I have the following transition matrix $P$
\begin{equation} P= \begin{pmatrix} 1/2 & 1/3 & 1/6\\ 1/4 & 3/4 & 0\\ 1/5 & 2/5 & 2/5 \end{pmatrix} \end{equation}
I have tried to calculate the stationary matrix as \begin{equation} P^n= C D^n C^{-1} \end{equation}
With $D=C^{-1} P C$ the diagonal matrix. Calculating $C$ with the eigenvalues and eigenvectors
\begin{equation} C= \begin{pmatrix} v_1 & w_1 & z_1\\ v_2 & w_2 & z_2\\ v_3 & w_3 & z_3 \end{pmatrix} \end{equation}
where the eigenvectors are
\begin{align} \vec{v} =\langle (v_1,v_2,v_3)\rangle &= \langle(1,1,1)\rangle \\ \vec{w} =\langle(w_1,w_2,w_3)\rangle &= \langle\left(\frac{2i\sqrt{39}+3}{6},\frac{-3i\sqrt{39}-7}{16},1\right)\rangle \\ \vec{v} =\langle(v_1,v_2,v_3)\rangle &= \langle\left(\frac{-2i\sqrt{39}+3}{6},\frac{3i\sqrt{39}-7}{16},1\right)\rangle \\ \end{align}
so the diagonal matrix is \begin{equation} D= \begin{pmatrix} 1 & 0 & 0\\ 0 & \frac{-i\sqrt{39}+39}{120} & 0\\ 0 & 0 & \frac{i\sqrt{39}+39}{120} \end{pmatrix} \end{equation}
how can i calculate $D^{n}$? is the diagonalization correct?
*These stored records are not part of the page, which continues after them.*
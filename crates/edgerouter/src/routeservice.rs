use std::time::Duration;

use base64::Engine;
use base64::engine::general_purpose::URL_SAFE;
use chrono::{DateTime, SecondsFormat, Utc};
use ring::aead::{AES_256_GCM, Aad, LessSafeKey, NONCE_LEN, Nonce, UnboundKey};
use ring::digest;
use ring::rand::{SecureRandom, SystemRandom};
use secrecy::{ExposeSecret, SecretString};
use serde::{Deserialize, Serialize};
use tracing::info;

pub const DEFAULT_TIMEOUT: Duration = Duration::from_secs(60);

/// What the router proved to itself when it built the envelope: which URL it was forwarding, and
/// when. The route service carries both headers back verbatim.
#[derive(Debug, Clone, PartialEq)]
pub struct Signature {
	pub forwarded_url: String,
	pub requested_time: DateTime<Utc>,
}

/// The decrypted envelope payload on the wire.
#[derive(Serialize, Deserialize)]
struct SignaturePayload {
	forwarded_url: String,
	requested_time: String,
}

/// The metadata header carries the nonce needed to decrypt the signature header.
#[derive(Serialize, Deserialize)]
struct Metadata {
	nonce: String,
}

/// An encrypted signature/metadata header pair.
#[derive(Debug, Clone)]
pub struct Envelope {
	pub signature: String,
	pub metadata: String,
}

#[derive(thiserror::Error, Debug)]
pub enum ValidateError {
	#[error("signature expired (age {age:?}, limit {limit:?})")]
	Expired { age: Duration, limit: Duration },
	#[error("signature could not be decrypted")]
	Decrypt,
	#[error("malformed envelope: {0}")]
	Malformed(String),
}

impl ValidateError {
	fn malformed(err: impl std::fmt::Display) -> ValidateError {
		ValidateError::Malformed(err.to_string())
	}
}

/// Codec implements the signed-envelope protocol spoken with route services: AES-256-GCM over a
/// JSON payload, with a fresh random nonce per envelope carried in the metadata header. Two keys
/// are held for rotation: `current` encrypts and is tried first on decrypt; `previous` only
/// decrypts, letting operators roll the shared secret without a flag day.
pub struct Codec {
	current: LessSafeKey,
	previous: Option<LessSafeKey>,
	timeout: Duration,
	rng: SystemRandom,
}

impl std::fmt::Debug for Codec {
	fn fmt(&self, f: &mut std::fmt::Formatter<'_>) -> std::fmt::Result {
		f.debug_struct("Codec")
			.field("timeout", &self.timeout)
			.field("previous", &self.previous.is_some())
			.finish()
	}
}

fn derive_key(secret: &SecretString) -> LessSafeKey {
	// The shared secret is operator-chosen text; hash it down to exactly the 256 bits AES wants.
	let digest = digest::digest(&digest::SHA256, secret.expose_secret().as_bytes());
	let unbound =
		UnboundKey::new(&AES_256_GCM, digest.as_ref()).expect("SHA-256 output is a valid AES-256 key");
	LessSafeKey::new(unbound)
}

impl Codec {
	pub fn new(secret: &SecretString, previous: Option<&SecretString>, timeout: Duration) -> Codec {
		Codec {
			current: derive_key(secret),
			previous: previous.map(derive_key),
			timeout,
			rng: SystemRandom::new(),
		}
	}

	/// create_request builds the envelope for handing `forwarded_url` to a route service.
	pub fn create_request(&self, forwarded_url: &str) -> anyhow::Result<Envelope> {
		self.create_at(forwarded_url, Utc::now())
	}

	fn create_at(&self, forwarded_url: &str, requested_time: DateTime<Utc>) -> anyhow::Result<Envelope> {
		let payload = SignaturePayload {
			forwarded_url: forwarded_url.to_string(),
			requested_time: requested_time.to_rfc3339_opts(SecondsFormat::Nanos, true),
		};
		let mut plaintext = serde_json::to_vec(&payload)?;

		let mut nonce = [0u8; NONCE_LEN];
		self
			.rng
			.fill(&mut nonce)
			.map_err(|_| anyhow::anyhow!("nonce generation failed"))?;
		self
			.current
			.seal_in_place_append_tag(
				Nonce::assume_unique_for_key(nonce),
				Aad::empty(),
				&mut plaintext,
			)
			.map_err(|_| anyhow::anyhow!("encryption failed"))?;

		let metadata = Metadata {
			nonce: URL_SAFE.encode(nonce),
		};
		Ok(Envelope {
			signature: URL_SAFE.encode(&plaintext),
			metadata: URL_SAFE.encode(serde_json::to_vec(&metadata)?),
		})
	}

	/// validate_request checks an envelope returned by a route service: it must decrypt under the
	/// current key (or the previous one during rotation), parse, and be younger than the configured
	/// timeout. Any byte flip in either header fails decryption.
	pub fn validate_request(&self, signature: &str, metadata: &str) -> Result<Signature, ValidateError> {
		let ciphertext = URL_SAFE
			.decode(signature)
			.map_err(ValidateError::malformed)?;
		let metadata_json = URL_SAFE.decode(metadata).map_err(ValidateError::malformed)?;
		let metadata: Metadata =
			serde_json::from_slice(&metadata_json).map_err(ValidateError::malformed)?;
		let nonce_bytes = URL_SAFE
			.decode(&metadata.nonce)
			.map_err(ValidateError::malformed)?;
		let nonce: [u8; NONCE_LEN] = nonce_bytes
			.try_into()
			.map_err(|_| ValidateError::Malformed("bad nonce length".to_string()))?;

		let plaintext = match self.open(&self.current, nonce, &ciphertext) {
			Ok(pt) => pt,
			Err(_) => {
				let Some(previous) = &self.previous else {
					return Err(ValidateError::Decrypt);
				};
				info!("route service signature did not validate with the current key, trying previous");
				self
					.open(previous, nonce, &ciphertext)
					.map_err(|_| ValidateError::Decrypt)?
			},
		};

		let payload: SignaturePayload =
			serde_json::from_slice(&plaintext).map_err(ValidateError::malformed)?;
		let requested_time = DateTime::parse_from_rfc3339(&payload.requested_time)
			.map_err(ValidateError::malformed)?
			.with_timezone(&Utc);

		let age = Utc::now()
			.signed_duration_since(requested_time)
			.to_std()
			.unwrap_or(Duration::ZERO);
		if age > self.timeout {
			return Err(ValidateError::Expired {
				age,
				limit: self.timeout,
			});
		}

		Ok(Signature {
			forwarded_url: payload.forwarded_url,
			requested_time,
		})
	}

	fn open(
		&self,
		key: &LessSafeKey,
		nonce: [u8; NONCE_LEN],
		ciphertext: &[u8],
	) -> Result<Vec<u8>, ring::error::Unspecified> {
		let mut buf = ciphertext.to_vec();
		let plaintext = key.open_in_place(Nonce::assume_unique_for_key(nonce), Aad::empty(), &mut buf)?;
		Ok(plaintext.to_vec())
	}
}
I tried by other way using $BP=B$ where B is the final vector state, then
\begin{align} [p_1 \quad p_2 \quad p_3] \begin{pmatrix} 1/2 & 1/3 & 1/6\\ 1/4 & 3/4 & 0\\ 1/5 & 2/5 & 2/5 \end{pmatrix} = [p_1 \quad p_2 \quad p_3] \end{align}
using Gauss-Jordan elimination for solving this system it gives me infinite solutions.
I dont know if it is a problem with the transition matrix.
If you want to get a stationary distribution then it's needed to solve the system, consisting of these relations: $$(p_1, p_2, p_3) P = (p_1, p_2, p_3) $$ $$p_1 + p_2 + p_3 =1$$ $$p_i \ge 0, 1 \le i \le 3.$$ If you will get more than one solution it's normal: e.g. if $P$ is identity matrix then every distribution is stationary.
Everything that you did with $D^n$ may be useful for limit distribution but not for stationary one.